“Wake up, pretty bird.”
“What—” He picks me up and holds me upright against the wall until the world stops spinning. “What are you?—”
“You need to move. Time’s almost up.”
I frown in confusion as the fog clears from my mind and look into his black eyes, focusing on him to keep from falling over when he lets go. “But, why?—”
“Concentrate. You’re running out of time.”
I rub my eyes, watching as blood and clear fluid leak from the healing puncture marks without a trace of scar. “You helped me?”
“Go.” He pushes me up the stairs, and somehow my leg manages not to buckle beneath my weight.
“I don’t?—?”
“Go.” I take another step at his urging.
Another.
Every step is excruciating, but I don’t stop. I can’t stop.
When I reach the last step, gasping for breath, he’s still there. Still waiting. Still staring with those black eyes.
He shoos me away with his hand, and then I duck through the curtain of green leaves, entering the pitch-black tunnel, pushing myself along the rough, abrasive surface until the darkness begins to retreat, and then I taste sunlight again.
Someone announces my name amid scattered applause as my knees finally give out. Someone else catches me as I crumple, throwing my arm over their shoulder and supporting my weight.
“Let’s get her to the medical tent—” Between the sharp, throbbing ache in my arm and the sunlight stabbing my eyes,I have no choice but to trust whoever’s helping me limp to the medical tent. The pain barely lessens when we enter the cool shade of the tent, and I’m deposited on a squeaky cot.
“What hurts?” a woman’s voice asks as I hear the snap of exam gloves.
“Arm. Head. Everything,” I murmur.
Dr. Mercer, I now recognize, peels back my eyelid and runs through the same list of questions I remember—miraculously—from the first time I saw her.
“We really need to stop meeting like this, Ms. Bryke.”
It hurts to laugh. “No shit.”
“Your arm is definitely broken.

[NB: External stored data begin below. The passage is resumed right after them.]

//! Remote store collaborator
//!
//! The engine talks to remote storage only through [`RemoteStore`]: one
//! versioned metadata document per repository (the ledger) plus named blobs.
//! Writes to the document carry the version token from the last read;
//! a stale token is rejected with [`BackupError::Conflict`].

use std::fmt;
use std::path::Path;

use serde::{Deserialize, Serialize};

use crate::error::BackupResult;

pub mod local;
pub mod retry;

pub use local::LocalStore;
pub use retry::RetryingStore;

/// Category of a remote failure
#[derive(Debug, Clone, Copy, PartialEq, Eq, Hash, Serialize, Deserialize)]
#[serde(rename_all = "snake_case")]
pub enum RemoteErrorKind {
    Auth,
    PermissionDenied,
    NotFound,
    RateLimited,
    Validation,
    Network,
    Server,
    Other,
}

impl RemoteErrorKind {
    /// Classify an HTTP-like status code
    pub fn from_status(status: u16) -> Self {
        match status {
            401 => Self::Auth,
            403 => Self::PermissionDenied,
            404 => Self::NotFound,
            408 => Self::Network,
            422 => Self::Validation,
            429 => Self::RateLimited,
            500..=599 => Self::Server,
            _ => Self::Other,
        }
    }

    /// Whether retrying the same request may succeed
    pub fn is_transient(self) -> bool {
        matches!(self, Self::Network | Self::RateLimited | Self::Server)
    }
}

impl fmt::Display for RemoteErrorKind {
    fn fmt(&self, f: &mut fmt::Formatter<'_>) -> fmt::Result {
        let s = match self {
            Self::Auth => "authentication",
            Self::PermissionDenied => "permission denied",
            Self::NotFound => "not found",
            Self::RateLimited => "rate limited",
            Self::Validation => "validation",
            Self::Network => "network",
            Self::Server => "server",
            Self::Other => "other",
        };
        f.write_str(s)
    }
}

/// Opaque token identifying the version of a metadata document
pub type VersionToken = String;

/// Identifier returned by a successful write
pub type CommitId = String;

/// A fetched metadata document and the token needed to overwrite it
#[derive(Debug, Clone, Default, PartialEq, Eq)]
pub struct Metadata {
    pub content: Option<String>,
    pub version_token: Option<VersionToken>,
}

/// Object + metadata storage with optimistic concurrency
pub trait RemoteStore: Send + Sync {
    /// Fetch the repository's metadata document, if any
    fn get_metadata(&self, repo: &str) -> BackupResult<Metadata>;

    /// Write the metadata document; `version_token` must match the current
    /// document (or be `None` when there is none). Returns a commit id.
    fn put_metadata(
        &self,
        repo: &str,
        content: &str,
        version_token: Option<&str>,
    ) -> BackupResult<CommitId>;

    /// Upload a file as a blob named after its file name. Returns a commit id.
    fn upload_blob(&self, repo: &str, local_path: &Path) -> BackupResult<CommitId>;

    fn download_blob(&self, repo: &str, name: &str, dest_path: &Path) -> BackupResult<()>;

    fn delete_blob(&self, repo: &str, name: &str) -> BackupResult<()>;
}

impl<S: RemoteStore + ?Sized> RemoteStore for Box<S> {
    fn get_metadata(&self, repo: &str) -> BackupResult<Metadata> {
        (**self).get_metadata(repo)
    }

    fn put_metadata(
        &self,
        repo: &str,
        content: &str,
        version_token: Option<&str>,
    ) -> BackupResult<CommitId> {
        (**self).put_metadata(repo, content, version_token)
    }

    fn upload_blob(&self, repo: &str, local_path: &Path) -> BackupResult<CommitId> {
        (**self).upload_blob(repo, local_path)
    }

    fn download_blob(&self, repo: &str, name: &str, dest_path: &Path) -> BackupResult<()> {
        (**self).download_blob(repo, name, dest_path)
    }

    fn delete_blob(&self, repo: &str, name: &str) -> BackupResult<()> {
        (**self).delete_blob(repo, name)
    }
}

No concussion this time, however.”
“What, no high score?”
“Then again?—”
“No wait, I’ll shut up now.”
She palpates the area around the break and I clench my jaw as pain radiates down my fingers and up to my shoulder.
“I’m going to set the fracture—your blood has already started clotting around the break, but it’ll take about a week to heal fully once I give you a potion to accelerate the bones knitting back together.”
“This is going to fucking hurt, isn’t it?” I turn to her and crack my eye open.
She holds up a syringe. “Want me to take the edge off?”
“Duh.”
She laughs under her breath and doses me up. Almost immediately my arm begins to go numb, and whatever’s in that cocktail finally eases the tension in my body for the first time since that fucking plant shanked me with poisonous thorns as she sets the bones. I close my eyes and let her work, trying to process the last hour.